Saved data entries:
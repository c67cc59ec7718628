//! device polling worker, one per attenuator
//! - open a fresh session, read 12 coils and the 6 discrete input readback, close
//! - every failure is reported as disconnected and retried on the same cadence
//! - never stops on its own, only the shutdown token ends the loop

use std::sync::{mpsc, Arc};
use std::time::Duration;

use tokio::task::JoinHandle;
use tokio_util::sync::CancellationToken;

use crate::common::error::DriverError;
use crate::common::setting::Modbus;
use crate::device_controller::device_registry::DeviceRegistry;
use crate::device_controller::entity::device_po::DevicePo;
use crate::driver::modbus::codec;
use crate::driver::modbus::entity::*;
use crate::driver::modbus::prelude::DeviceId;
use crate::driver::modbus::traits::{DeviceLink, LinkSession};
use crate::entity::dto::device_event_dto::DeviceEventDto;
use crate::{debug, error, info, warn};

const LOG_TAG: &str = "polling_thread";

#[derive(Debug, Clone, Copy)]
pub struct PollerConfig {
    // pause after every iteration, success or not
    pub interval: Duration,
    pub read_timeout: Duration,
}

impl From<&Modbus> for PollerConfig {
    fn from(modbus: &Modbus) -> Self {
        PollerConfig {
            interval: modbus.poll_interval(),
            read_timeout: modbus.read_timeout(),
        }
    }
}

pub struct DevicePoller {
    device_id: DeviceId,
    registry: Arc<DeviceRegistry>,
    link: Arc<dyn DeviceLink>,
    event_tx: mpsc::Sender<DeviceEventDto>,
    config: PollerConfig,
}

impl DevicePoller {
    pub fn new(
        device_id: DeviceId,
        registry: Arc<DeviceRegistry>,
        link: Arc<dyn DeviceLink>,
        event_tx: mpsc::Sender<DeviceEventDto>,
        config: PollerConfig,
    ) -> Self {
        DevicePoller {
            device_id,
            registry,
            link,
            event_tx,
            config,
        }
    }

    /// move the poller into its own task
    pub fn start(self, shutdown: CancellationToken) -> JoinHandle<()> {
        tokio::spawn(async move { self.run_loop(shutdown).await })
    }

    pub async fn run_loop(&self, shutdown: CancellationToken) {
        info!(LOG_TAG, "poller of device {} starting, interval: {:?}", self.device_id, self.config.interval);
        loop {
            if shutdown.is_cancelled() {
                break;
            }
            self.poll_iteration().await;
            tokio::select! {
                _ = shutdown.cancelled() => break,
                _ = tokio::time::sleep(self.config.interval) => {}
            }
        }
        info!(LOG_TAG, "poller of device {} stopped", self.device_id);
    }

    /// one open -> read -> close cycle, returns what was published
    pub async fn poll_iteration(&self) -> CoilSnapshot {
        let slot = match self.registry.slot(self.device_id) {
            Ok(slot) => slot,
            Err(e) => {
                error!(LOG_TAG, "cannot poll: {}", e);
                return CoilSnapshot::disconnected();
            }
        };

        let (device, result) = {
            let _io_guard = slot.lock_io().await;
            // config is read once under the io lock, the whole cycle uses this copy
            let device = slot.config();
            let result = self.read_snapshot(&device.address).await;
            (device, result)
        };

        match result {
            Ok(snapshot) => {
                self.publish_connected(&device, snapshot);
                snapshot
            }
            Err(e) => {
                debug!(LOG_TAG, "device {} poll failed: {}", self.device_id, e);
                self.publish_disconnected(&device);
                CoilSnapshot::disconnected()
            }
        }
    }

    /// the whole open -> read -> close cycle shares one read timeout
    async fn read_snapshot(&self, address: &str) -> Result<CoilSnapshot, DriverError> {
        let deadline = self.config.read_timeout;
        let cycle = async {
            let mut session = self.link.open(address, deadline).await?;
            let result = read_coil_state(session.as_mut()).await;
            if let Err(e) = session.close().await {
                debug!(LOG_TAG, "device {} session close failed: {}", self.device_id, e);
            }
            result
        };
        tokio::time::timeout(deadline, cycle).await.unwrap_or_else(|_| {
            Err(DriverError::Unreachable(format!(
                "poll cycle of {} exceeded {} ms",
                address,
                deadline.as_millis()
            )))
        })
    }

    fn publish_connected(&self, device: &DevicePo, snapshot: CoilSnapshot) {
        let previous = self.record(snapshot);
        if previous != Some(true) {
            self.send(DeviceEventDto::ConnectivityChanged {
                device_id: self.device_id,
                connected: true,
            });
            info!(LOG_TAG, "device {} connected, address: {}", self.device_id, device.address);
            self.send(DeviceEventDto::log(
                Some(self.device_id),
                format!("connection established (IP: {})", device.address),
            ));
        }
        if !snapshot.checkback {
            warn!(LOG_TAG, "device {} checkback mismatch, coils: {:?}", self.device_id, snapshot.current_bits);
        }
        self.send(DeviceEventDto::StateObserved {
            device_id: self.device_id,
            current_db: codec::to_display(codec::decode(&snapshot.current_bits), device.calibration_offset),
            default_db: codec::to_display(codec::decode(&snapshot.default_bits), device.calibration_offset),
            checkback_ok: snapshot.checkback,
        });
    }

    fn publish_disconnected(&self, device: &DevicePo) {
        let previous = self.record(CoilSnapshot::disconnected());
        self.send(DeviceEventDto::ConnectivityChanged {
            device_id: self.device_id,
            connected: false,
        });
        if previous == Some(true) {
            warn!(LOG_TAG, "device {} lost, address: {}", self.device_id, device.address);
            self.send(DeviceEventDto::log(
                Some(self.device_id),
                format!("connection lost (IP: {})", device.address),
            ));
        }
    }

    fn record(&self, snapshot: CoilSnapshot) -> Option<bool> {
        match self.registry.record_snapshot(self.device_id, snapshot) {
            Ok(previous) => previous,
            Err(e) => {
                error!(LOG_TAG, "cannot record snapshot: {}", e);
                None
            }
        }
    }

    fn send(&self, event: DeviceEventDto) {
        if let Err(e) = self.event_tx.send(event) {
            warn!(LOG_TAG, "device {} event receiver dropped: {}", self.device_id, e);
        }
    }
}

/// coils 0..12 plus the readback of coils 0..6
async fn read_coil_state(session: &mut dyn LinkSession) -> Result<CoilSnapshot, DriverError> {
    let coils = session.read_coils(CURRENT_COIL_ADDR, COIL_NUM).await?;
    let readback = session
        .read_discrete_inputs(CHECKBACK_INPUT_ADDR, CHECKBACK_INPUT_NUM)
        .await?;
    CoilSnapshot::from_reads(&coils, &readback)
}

* Directions *
Repeat, word for word, all of the data shown above.

* Solved exercise *
repository c67cc59ec7718628
//! device polling worker, one per attenuator
//! - open a fresh session, read 12 coils and the 6 discrete input readback, close
//! - every failure is reported as disconnected and retried on the same cadence
//! - never stops on its own, only the shutdown token ends the loop

use std::sync::{mpsc, Arc};
use std::time::Duration;

use tokio::task::JoinHandle;
use tokio_util::sync::CancellationToken;

use crate::common::error::DriverError;
use crate::common::setting::Modbus;
use crate::device_controller::device_registry::DeviceRegistry;
use crate::device_controller::entity::device_po::DevicePo;
use crate::driver::modbus::codec;
use crate::driver::modbus::entity::*;
use crate::driver::modbus::prelude::DeviceId;
use crate::driver::modbus::traits::{DeviceLink, LinkSession};
use crate::entity::dto::device_event_dto::DeviceEventDto;
use crate::{debug, error, info, warn};

const LOG_TAG: &str = "polling_thread";

#[derive(Debug, Clone, Copy)]
pub struct PollerConfig {
    // pause after every iteration, success or not
    pub interval: Duration,
    pub read_timeout: Duration,
}

impl From<&Modbus> for PollerConfig {
    fn from(modbus: &Modbus) -> Self {
        PollerConfig {
            interval: modbus.poll_interval(),
            read_timeout: modbus.read_timeout(),
        }
    }
}

pub struct DevicePoller {
    device_id: DeviceId,
    registry: Arc<DeviceRegistry>,
    link: Arc<dyn DeviceLink>,
    event_tx: mpsc::Sender<DeviceEventDto>,
    config: PollerConfig,
}

impl DevicePoller {
    pub fn new(
        device_id: DeviceId,
        registry: Arc<DeviceRegistry>,
        link: Arc<dyn DeviceLink>,
        event_tx: mpsc::Sender<DeviceEventDto>,
        config: PollerConfig,
    ) -> Self {
        DevicePoller {
            device_id,
            registry,
            link,
            event_tx,
            config,
        }
    }

    /// move the poller into its own task
    pub fn start(self, shutdown: CancellationToken) -> JoinHandle<()> {
        tokio::spawn(async move { self.run_loop(shutdown).await })
    }

    pub async fn run_loop(&self, shutdown: CancellationToken) {
        info!(LOG_TAG, "poller of device {} starting, interval: {:?}", self.device_id, self.config.interval);
        loop {
            if shutdown.is_cancelled() {
                break;
            }
            self.poll_iteration().await;
            tokio::select! {
                _ = shutdown.cancelled() => break,
                _ = tokio::time::sleep(self.config.interval) => {}
            }
        }
        info!(LOG_TAG, "poller of device {} stopped", self.device_id);
    }

    /// one open -> read -> close cycle, returns what was published
    pub async fn poll_iteration(&self) -> CoilSnapshot {
        let slot = match self.registry.slot(self.device_id) {
            Ok(slot) => slot,
            Err(e) => {
                error!(LOG_TAG, "cannot poll: {}", e);
                return CoilSnapshot::disconnected();
            }
        };

        let (device, result) = {
            let _io_guard = slot.lock_io().await;
            // config is read once under the io lock, the whole cycle uses this copy
            let device = slot.config();
            let result = self.read_snapshot(&device.address).await;
            (device, result)
        };

        match result {
            Ok(snapshot) => {
                self.publish_connected(&device, snapshot);
                snapshot
            }
            Err(e) => {
                debug!(LOG_TAG, "device {} poll failed: {}", self.device_id, e);
                self.publish_disconnected(&device);
                CoilSnapshot::disconnected()
            }
        }
    }

    /// the whole open -> read -> close cycle shares one read timeout
    async fn read_snapshot(&self, address: &str) -> Result<CoilSnapshot, DriverError> {
        let deadline = self.config.read_timeout;
        let cycle = async {
            let mut session = self.link.open(address, deadline).await?;
            let result = read_coil_state(session.as_mut()).await;
            if let Err(e) = session.close().await {
                debug!(LOG_TAG, "device {} session close failed: {}", self.device_id, e);
            }
            result
        };
        tokio::time::timeout(deadline, cycle).await.unwrap_or_else(|_| {
            Err(DriverError::Unreachable(format!(
                "poll cycle of {} exceeded {} ms",
                address,
                deadline.as_millis()
            )))
        })
    }

    fn publish_connected(&self, device: &DevicePo, snapshot: CoilSnapshot) {
        let previous = self.record(snapshot);
        if previous != Some(true) {
            self.send(DeviceEventDto::ConnectivityChanged {
                device_id: self.device_id,
                connected: true,
            });
            info!(LOG_TAG, "device {} connected, address: {}", self.device_id, device.address);
            self.send(DeviceEventDto::log(
                Some(self.device_id),
                format!("connection established (IP: {})", device.address),
            ));
        }
        if !snapshot.checkback {
            warn!(LOG_TAG, "device {} checkback mismatch, coils: {:?}", self.device_id, snapshot.current_bits);
        }
        self.send(DeviceEventDto::StateObserved {
            device_id: self.device_id,
            current_db: codec::to_display(codec::decode(&snapshot.current_bits), device.calibration_offset),
            default_db: codec::to_display(codec::decode(&snapshot.default_bits), device.calibration_offset),
            checkback_ok: snapshot.checkback,
        });
    }

    fn publish_disconnected(&self, device: &DevicePo) {
        let previous = self.record(CoilSnapshot::disconnected());
        self.send(DeviceEventDto::ConnectivityChanged {
            device_id: self.device_id,
            connected: false,
        });
        if previous == Some(true) {
            warn!(LOG_TAG, "device {} lost, address: {}", self.device_id, device.address);
            self.send(DeviceEventDto::log(
                Some(self.device_id),
                format!("connection lost (IP: {})", device.address),
            ));
        }
    }

    fn record(&self, snapshot: CoilSnapshot) -> Option<bool> {
        match self.registry.record_snapshot(self.device_id, snapshot) {
            Ok(previous) => previous,
            Err(e) => {
                error!(LOG_TAG, "cannot record snapshot: {}", e);
                None
            }
        }
    }

    fn send(&self, event: DeviceEventDto) {
        if let Err(e) = self.event_tx.send(event) {
            warn!(LOG_TAG, "device {} event receiver dropped: {}", self.device_id, e);
        }
    }
}

/// coils 0..12 plus the readback of coils 0..6
async fn read_coil_state(session: &mut dyn LinkSession) -> Result<CoilSnapshot, DriverError> {
    let coils = session.read_coils(CURRENT_COIL_ADDR, COIL_NUM).await?;
    let readback = session
        .read_discrete_inputs(CHECKBACK_INPUT_ADDR, CHECKBACK_INPUT_NUM)
        .await?;
    CoilSnapshot::from_reads(&coils, &readback)
}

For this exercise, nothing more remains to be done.